3. “Everyone will use you.”

[Gif Description: Girl in black hair sticking her hand out and rolling her eyes in annoyance.] giphy.com

They said, “All men you date will not plan for something serious, and they will just be taking advantage of you financially or sexually.”

Let me stop here and tell you that single ladies are just like divorced ladies. They both face this same issue. Just make sure you set your limits.

4. “You cannot get divorced again.”

[Gif description: Girl rolling her eyes.]  giphy.com

My mum once told me, “If you got married again and it didn’t go well, you will never be able to get divorced once more. You will be doomed in this unhappy marriage forever. You can’t handle the title of twice-divorced.”

Excuse me, why would I not do this again? Why would I stay in another unhappy marriage? I know now how to end it and when to end it if I have to.

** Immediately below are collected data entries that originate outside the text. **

use super::{Backoff, RetriedStatsInfo};
use rand::{thread_rng, Rng};
use std::{convert::TryInto, time::Duration};

pub use num_rational::Ratio;

/// 随机时长的退避
///
/// 在基础退避时长的最小比例与最大比例之间均匀随机
#[derive(Debug, Clone)]
pub struct RandomizedBackoff<P> {
    base_backoff: P,
    minification: Ratio<u8>,
    magnification: Ratio<u8>,
}

impl<P> RandomizedBackoff<P> {
    /// 创建随机时长的退避
    #[inline]
    pub fn new(base_backoff: P, minification: Ratio<u8>, magnification: Ratio<u8>) -> Self {
        Self {
            base_backoff,
            minification,
            magnification,
        }
    }

    /// 获取基础退避
    #[inline]
    pub fn base_backoff(&self) -> &P {
        &self.base_backoff
    }

    /// 获取最小比例
    #[inline]
    pub fn minification(&self) -> Ratio<u8> {
        self.minification
    }

    /// 获取最大比例
    #[inline]
    pub fn magnification(&self) -> Ratio<u8> {
        self.magnification
    }
}

impl<P: Backoff> Backoff for RandomizedBackoff<P> {
    fn time(&self, retried: &RetriedStatsInfo) -> Duration {
        let duration = self.base_backoff.time(retried);
        let minified = scale(self.minification, duration);
        let magnified = scale(self.magnification, duration);
        if minified >= magnified {
            return Duration::from_nanos(minified);
        }
        Duration::from_nanos(thread_rng().gen_range(minified..magnified))
    }
}

fn scale(ratio: Ratio<u8>, duration: Duration) -> u64 {
    let ratio: Ratio<u128> = Ratio::new_raw((*ratio.numer()).into(), (*ratio.denom()).into());
    (ratio * duration.as_nanos())
        .to_integer()
        .try_into()
        .unwrap_or(u64::MAX)
}

impl<P: Default> Default for RandomizedBackoff<P> {
    #[inline]
    fn default() -> Self {
        RandomizedBackoff::new(P::default(), Ratio::new_raw(1, 2), Ratio::new_raw(3, 2))
    }
}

I handled the title of a divorced woman and I can handle the double too.

5. “You cannot raise your kids alone.”

[Gif Description: Girl looking around in confusion, taken from “The Wendy Show”.] giphy.com

They said, “Your kids will get negatively affected, kids cannot be raised properly without their biological father.”

No, your kids will not be affected if they are loved and understood. You can easily raise them alone and I think most married women today are taking care of their kids solely. If you got married to a loving person, he can be a great substitute to their biological one. Just make sure to pick the right guy this time.

To conclude, if you are so sure about your decision and you think that divorce is the only solution you have, be certain that there are negatives but life isn’t that bad after getting divorced.

Most of the claims you will be hearing aren’t real. Maybe they were legitimate in the past; I mean like 20 years ago, but they aren’t valid today. Divorce is more acceptable now.

People now know that divorced women are not less than other women. What happened to her is fate and no lady ever planned her marriage to end with divorce.

You can control very well what others think of you with your personality and attitude. Moreover, do not worry about your kids, they will be fine, just love them and they will be great.

6. “So few women actually get divorced.”

[Image Description: Woman chewing gum and saying “Are you serious?”  giphy.com

Finally, as we all know, divorce rates have been going up in the past years, which means every group of friends has two or three divorced friends. People interact with a divorced woman every day.